**Work item**
In the records that follow, find the line with "assert!(r <= layout.outer_radius"; from there, retype every line exactly through the line with "label_origin(Point::new(50.0, 250.0), &layout, width);", which also belongs to the answer.

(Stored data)
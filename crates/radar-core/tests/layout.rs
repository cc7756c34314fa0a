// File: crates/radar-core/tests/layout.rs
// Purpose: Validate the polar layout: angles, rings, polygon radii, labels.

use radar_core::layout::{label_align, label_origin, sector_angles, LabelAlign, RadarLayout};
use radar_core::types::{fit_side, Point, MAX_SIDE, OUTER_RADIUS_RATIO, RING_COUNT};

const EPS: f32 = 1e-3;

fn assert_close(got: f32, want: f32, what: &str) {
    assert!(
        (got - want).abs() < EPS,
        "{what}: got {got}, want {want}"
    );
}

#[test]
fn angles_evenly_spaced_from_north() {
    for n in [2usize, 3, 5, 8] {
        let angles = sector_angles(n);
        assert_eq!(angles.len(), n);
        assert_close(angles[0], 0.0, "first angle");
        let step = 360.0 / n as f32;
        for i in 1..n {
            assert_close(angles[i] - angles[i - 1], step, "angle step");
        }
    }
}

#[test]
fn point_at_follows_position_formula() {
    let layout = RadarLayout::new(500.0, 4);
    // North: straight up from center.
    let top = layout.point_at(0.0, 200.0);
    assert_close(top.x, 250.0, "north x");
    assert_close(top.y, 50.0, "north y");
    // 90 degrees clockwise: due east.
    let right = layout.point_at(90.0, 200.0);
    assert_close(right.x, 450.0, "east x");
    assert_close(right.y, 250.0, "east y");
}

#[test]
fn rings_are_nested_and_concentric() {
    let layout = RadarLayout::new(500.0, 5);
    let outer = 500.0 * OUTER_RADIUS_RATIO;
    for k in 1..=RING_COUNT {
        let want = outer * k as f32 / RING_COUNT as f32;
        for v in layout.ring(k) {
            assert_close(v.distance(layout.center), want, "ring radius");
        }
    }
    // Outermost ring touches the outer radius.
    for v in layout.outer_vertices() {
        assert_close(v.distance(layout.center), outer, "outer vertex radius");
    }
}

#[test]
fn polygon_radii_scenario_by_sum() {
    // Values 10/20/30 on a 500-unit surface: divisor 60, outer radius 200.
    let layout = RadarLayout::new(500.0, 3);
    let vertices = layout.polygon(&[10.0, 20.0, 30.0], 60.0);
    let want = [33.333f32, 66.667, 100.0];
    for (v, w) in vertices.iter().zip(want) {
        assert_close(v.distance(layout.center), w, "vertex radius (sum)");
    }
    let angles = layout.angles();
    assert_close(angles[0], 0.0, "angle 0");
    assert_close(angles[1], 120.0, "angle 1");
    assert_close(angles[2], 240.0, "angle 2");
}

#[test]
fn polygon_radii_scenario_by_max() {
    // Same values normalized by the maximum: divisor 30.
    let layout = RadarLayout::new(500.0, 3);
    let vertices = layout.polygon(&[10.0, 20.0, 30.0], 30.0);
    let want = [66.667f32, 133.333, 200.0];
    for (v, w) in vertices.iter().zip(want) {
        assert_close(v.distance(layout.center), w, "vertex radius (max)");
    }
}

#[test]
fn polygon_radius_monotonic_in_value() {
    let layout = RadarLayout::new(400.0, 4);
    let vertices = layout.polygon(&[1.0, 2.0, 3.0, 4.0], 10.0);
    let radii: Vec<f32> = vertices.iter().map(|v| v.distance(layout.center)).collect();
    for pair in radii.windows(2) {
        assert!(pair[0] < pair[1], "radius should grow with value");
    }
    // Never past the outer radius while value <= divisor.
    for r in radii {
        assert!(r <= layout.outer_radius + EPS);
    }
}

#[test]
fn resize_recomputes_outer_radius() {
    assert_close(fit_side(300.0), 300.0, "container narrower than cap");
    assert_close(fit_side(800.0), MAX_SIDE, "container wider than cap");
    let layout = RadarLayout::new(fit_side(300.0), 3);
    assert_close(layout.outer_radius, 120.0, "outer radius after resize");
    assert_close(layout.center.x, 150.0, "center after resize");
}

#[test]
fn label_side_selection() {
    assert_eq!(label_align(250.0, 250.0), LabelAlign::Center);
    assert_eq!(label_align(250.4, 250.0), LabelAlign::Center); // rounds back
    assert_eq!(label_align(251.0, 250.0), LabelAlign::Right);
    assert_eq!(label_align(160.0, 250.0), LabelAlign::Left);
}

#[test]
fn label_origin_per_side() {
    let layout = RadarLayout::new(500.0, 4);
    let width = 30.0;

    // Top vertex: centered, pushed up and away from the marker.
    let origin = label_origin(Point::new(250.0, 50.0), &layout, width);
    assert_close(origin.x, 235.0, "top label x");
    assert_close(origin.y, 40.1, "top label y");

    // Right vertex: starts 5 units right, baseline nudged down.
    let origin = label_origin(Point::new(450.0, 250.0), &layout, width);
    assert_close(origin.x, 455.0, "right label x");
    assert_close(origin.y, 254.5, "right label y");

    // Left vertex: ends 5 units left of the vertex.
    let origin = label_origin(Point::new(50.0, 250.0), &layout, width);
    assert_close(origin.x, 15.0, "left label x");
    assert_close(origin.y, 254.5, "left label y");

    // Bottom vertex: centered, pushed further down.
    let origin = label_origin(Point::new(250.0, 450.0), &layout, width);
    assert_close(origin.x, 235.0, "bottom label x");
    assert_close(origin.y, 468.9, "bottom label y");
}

**Your response**
        assert!(r <= layout.outer_radius + EPS);
    }
}

#[test]
fn resize_recomputes_outer_radius() {
    assert_close(fit_side(300.0), 300.0, "container narrower than cap");
    assert_close(fit_side(800.0), MAX_SIDE, "container wider than cap");
    let layout = RadarLayout::new(fit_side(300.0), 3);
    assert_close(layout.outer_radius, 120.0, "outer radius after resize");
    assert_close(layout.center.x, 150.0, "center after resize");
}

#[test]
fn label_side_selection() {
    assert_eq!(label_align(250.0, 250.0), LabelAlign::Center);
    assert_eq!(label_align(250.4, 250.0), LabelAlign::Center); // rounds back
    assert_eq!(label_align(251.0, 250.0), LabelAlign::Right);
    assert_eq!(label_align(160.0, 250.0), LabelAlign::Left);
}

#[test]
fn label_origin_per_side() {
    let layout = RadarLayout::new(500.0, 4);
    let width = 30.0;

    // Top vertex: centered, pushed up and away from the marker.
    let origin = label_origin(Point::new(250.0, 50.0), &layout, width);
    assert_close(origin.x, 235.0, "top label x");
    assert_close(origin.y, 40.1, "top label y");

    // Right vertex: starts 5 units right, baseline nudged down.
    let origin = label_origin(Point::new(450.0, 250.0), &layout, width);
    assert_close(origin.x, 455.0, "right label x");
    assert_close(origin.y, 254.5, "right label y");

    // Left vertex: ends 5 units left of the vertex.
    let origin = label_origin(Point::new(50.0, 250.0), &layout, width);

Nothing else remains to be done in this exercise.